Wir sind der Auffassung, dass der bisherige § 7, in dem es um die Erstellung von Fachbeiträgen des Bodenschutzes geht, beibehalten bleiben muss. Denn ebenso wie Hochwasser- und Naturschutz hat der Bodenschutz seine Berechtigung in der Landesund Landschaftsplanung.

Auch die Beteiligung der Bodenschutzbehörden unter § 3 Abs. 1 muss weiterhin im Gesetz verankert bleiben, soweit wesentliche Belange des Bodenschutzes berührt sind. Auch hier gilt, dass aus dem Gesetz deutlich hervorgehen muss, wie das behördliche Beteiligungsverfahren aussieht.
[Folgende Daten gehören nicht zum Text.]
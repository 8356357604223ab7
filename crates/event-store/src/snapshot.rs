use std::path::Path;

use futuboard_core_types::{Board, Column, Scope, TicketEvent};
use serde::{Deserialize, Serialize};

use crate::errors::{EsError, EsErrorKind};

/// One board with everything the analytics engine needs to know about it.
#[derive(Clone, Debug, Serialize, Deserialize)]
pub struct BoardSnapshot {
    pub board: Board,
    #[serde(default)]
    pub columns: Vec<Column>,
    #[serde(default)]
    pub scopes: Vec<Scope>,
    #[serde(default)]
    pub events: Vec<TicketEvent>,
}

/// A snapshot file holds either a single board or a list of boards.
#[derive(Clone, Debug, Serialize, Deserialize)]
#[serde(untagged)]
pub enum SnapshotDocument {
    Many(Vec<BoardSnapshot>),
    One(BoardSnapshot),
}

impl SnapshotDocument {
    pub fn from_json(raw: &str) -> Result<Self, EsError> {
        serde_json::from_str(raw).map_err(|err| EsErrorKind::Snapshot(err.to_string()).into())
    }

    pub async fn read_from(path: &Path) -> Result<Self, EsError> {
        let raw = tokio::fs::read_to_string(path).await.map_err(|err| {
            EsError::from(EsErrorKind::Snapshot(format!(
                "failed to read {}: {err}",
                path.display()
            )))
        })?;
        Self::from_json(&raw)
    }

    pub fn into_boards(self) -> Vec<BoardSnapshot> {
        match self {
            SnapshotDocument::Many(boards) => boards,
            SnapshotDocument::One(board) => vec![board],
        }
    }
}
//! Session lifecycle states.

/// Lifecycle of one streaming session.
///
/// `Idle -> Connecting -> AwaitingSessionAck -> Active -> Closing -> Closed`,
/// with `Error` reachable from any non-terminal state. Only the session
/// worker transitions states; observers read them through a watch channel.
#[derive(Debug, Clone, Copy, PartialEq, Eq)]
pub enum SessionState {
    Idle,
    Connecting,
    /// Connected; the session-configuration message is sent and the service
    /// has not yet acknowledged it.
    AwaitingSessionAck,
    Active,
    Closing,
    Closed,
    Error,
}

impl SessionState {
    pub fn is_terminal(self) -> bool {
        matches!(self, Self::Closed | Self::Error)
    }

    /// True while the session is running toward or in the active state.
    pub fn is_streaming(self) -> bool {
        matches!(self, Self::Connecting | Self::AwaitingSessionAck | Self::Active)
    }
}

#[cfg(test)]
mod tests {
    use super::*;

    #[test]
    fn terminal_states() {
        assert!(SessionState::Closed.is_terminal());
        assert!(SessionState::Error.is_terminal());
        assert!(!SessionState::Active.is_terminal());
        assert!(!SessionState::Closing.is_terminal());
    }

    #[test]
    fn streaming_states() {
        assert!(SessionState::Connecting.is_streaming());
        assert!(SessionState::AwaitingSessionAck.is_streaming());
        assert!(SessionState::Active.is_streaming());
        assert!(!SessionState::Idle.is_streaming());
        assert!(!SessionState::Closing.is_streaming());
        assert!(!SessionState::Closed.is_streaming());
    }
}
//! Inbound session events.

use serde_json::Value;

/// One inbound protocol message, decoded into the closed set of kinds the
/// session controller handles.
///
/// Decoding is total: malformed JSON becomes [`ServerEvent::DecodeFailure`]
/// and unknown message types become [`ServerEvent::Unrecognized`] rather
/// than failing the connection.
#[derive(Debug, Clone, PartialEq)]
pub enum ServerEvent {
    SessionCreated {
        session_id: String,
    },
    SessionUpdated {
        session: Value,
    },
    ResponseCreated,
    ResponseDone,
    /// Base64-encoded synthesized-speech slice.
    AudioDelta {
        delta: String,
    },
    AudioDone,
    TextDelta {
        text: String,
    },
    FunctionCallArgumentsDone {
        call_id: String,
        name: String,
        arguments: String,
    },
    SpeechStarted,
    SpeechStopped,
    ServiceError {
        code: Option<String>,
        message: String,
    },
    /// Transport closed; synthesized by the worker, never parsed from JSON.
    Disconnected,
    /// Known housekeeping kinds that need no handling beyond a trace line.
    Routine {
        event_type: String,
    },
    DecodeFailure {
        message: String,
    },
    Unrecognized {
        event_type: String,
        raw: Value,
    },
}

impl ServerEvent {
    /// Decode one raw transport payload.
    pub fn decode(payload: &str) -> Self {
        let value = match serde_json::from_str::<Value>(payload) {
            Ok(value) => value,
            Err(error) => {
                return Self::DecodeFailure {
                    message: error.to_string(),
                }
            }
        };
        Self::from_payload(value)
    }

    fn from_payload(payload: Value) -> Self {
        let Some(event_type) = payload.get("type").and_then(Value::as_str) else {
            return Self::DecodeFailure {
                message: "message has no type field".to_string(),
            };
        };

        match event_type {
            "session.created" => Self::SessionCreated {
                session_id: string_at(&payload, &["session", "id"])
                    .unwrap_or_else(|| "unknown".to_string()),
            },
            "session.updated" => Self::SessionUpdated {
                session: payload.get("session").cloned().unwrap_or(Value::Null),
            },
            "response.created" => Self::ResponseCreated,
            "response.done" => Self::ResponseDone,
            "response.audio.delta" | "response.output_audio.delta" => {
                match string_field(&payload, "delta") {
                    Some(delta) => Self::AudioDelta { delta },
                    None => Self::DecodeFailure {
                        message: format!("{event_type} carries no delta"),
                    },
                }
            }
            "response.audio.done" | "response.output_audio.done" => Self::AudioDone,
            "response.text.delta"
            | "response.output_text.delta"
            | "response.audio_transcript.delta"
            | "response.output_audio_transcript.delta" => {
                match string_field(&payload, "delta") {
                    Some(text) => Self::TextDelta { text },
                    None => Self::DecodeFailure {
                        message: format!("{event_type} carries no delta"),
                    },
                }
            }
            "response.function_call_arguments.done" => Self::FunctionCallArgumentsDone {
                call_id: string_field(&payload, "call_id").unwrap_or_default(),
                name: string_field(&payload, "name").unwrap_or_default(),
                arguments: string_field(&payload, "arguments").unwrap_or_default(),
            },
            "input_audio_buffer.speech_started" => Self::SpeechStarted,
            "input_audio_buffer.speech_stopped" => Self::SpeechStopped,
            "error" => Self::ServiceError {
                code: string_at(&payload, &["error", "code"]),
                message: string_at(&payload, &["error", "message"])
                    .or_else(|| string_field(&payload, "message"))
                    .unwrap_or_else(|| "unknown service error".to_string()),
            },
            "response.output_item.added"
            | "response.output_item.done"
            | "response.content_part.added"
            | "response.content_part.done"
            | "response.text.done"
            | "response.audio_transcript.done"
            | "response.output_audio_transcript.done"
            | "conversation.item.added"
            | "conversation.item.created"
            | "conversation.item.done"
            | "input_audio_buffer.committed"
            | "rate_limits.updated" => Self::Routine {
                event_type: event_type.to_string(),
            },
            _ => Self::Unrecognized {
                event_type: event_type.to_string(),
                raw: payload,
            },
        }
    }
}

fn string_field(value: &Value, field: &str) -> Option<String> {
    value
        .get(field)
        .and_then(Value::as_str)
        .map(ToString::to_string)
}

fn string_at(value: &Value, path: &[&str]) -> Option<String> {
    let mut current = value;
    for key in path {
        current = current.get(*key)?;
    }
    current.as_str().map(ToString::to_string)
}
Dieser Absatz muss daher beibehalten werden.

(Detlef Matthiessen)

Durchaus nachvollziehbar ist für uns hingegen die Streichung des dritten Absatzes im gleichen Paragrafen, in dem es um die Übermittlungspflicht bereits erfasster altlastverdächtiger Flächen oder Flächen mit schädlichen Bodenveränderungen an die unteren Bodenschutzbehörden geht. Hier stimme ich mit der Landesregierung überein, dass dies nach einer vierjährigen Umsetzungszeit durchaus entbehrlich geworden ist. Ich gehe aber davon aus, dass die Gemeinden ihrer Übermittlungspflicht nachgekommen sind und dass die Landesregierung entsprechende Kenntnisse hierüber besitzt.

Ein aus unserer Sicht wichtiger Punkt ist weiterhin, dass die Berichtigung und Löschung von über einem Grundstück vorhandenen Daten verlangt werden kann, wenn diese unrichtig sind. Dies setzt aber aktives Handeln der Betroffenen voraus. Sind die Daten falsch, so muss man erst die Löschung verlangen. Diese Vorgehensweise ist an sich falsch. Wenn Daten falsch sind, müssen sie entsprechend geändert und gelöscht werden, und zwar unabhängig davon, ob ein Antrag des Betroffenen vorliegt.

Seinerzeit hat die FDP hierzu einen Änderungsvorschlag eingereicht, der eben auf dies abzielte. Jetzt haben wir die Möglichkeit, diesen Fehler zu beheben und wir sollten dies auch tun, zumal hier Kernfragen des Datenschutzes eine wichtige Rolle spielen.

Wir begrüßen ausdrücklich die unter Punkt 3 genannte Ergänzung, dass die Mitteilung einer schädlichen Bodenveränderung künftig auf konkreten Anhaltspunkten beruhen soll. Wir hatten seinerzeit kritisiert, dass dadurch weitreichende Probleme geschaffen werden können, wenn ohne konkrete Anhaltspunkte Mitteilungen über Bodenveränderungen abgegeben werden. Eine Konkretisierung in diesem Punkt entlastet die Betroffenen und die Behörden.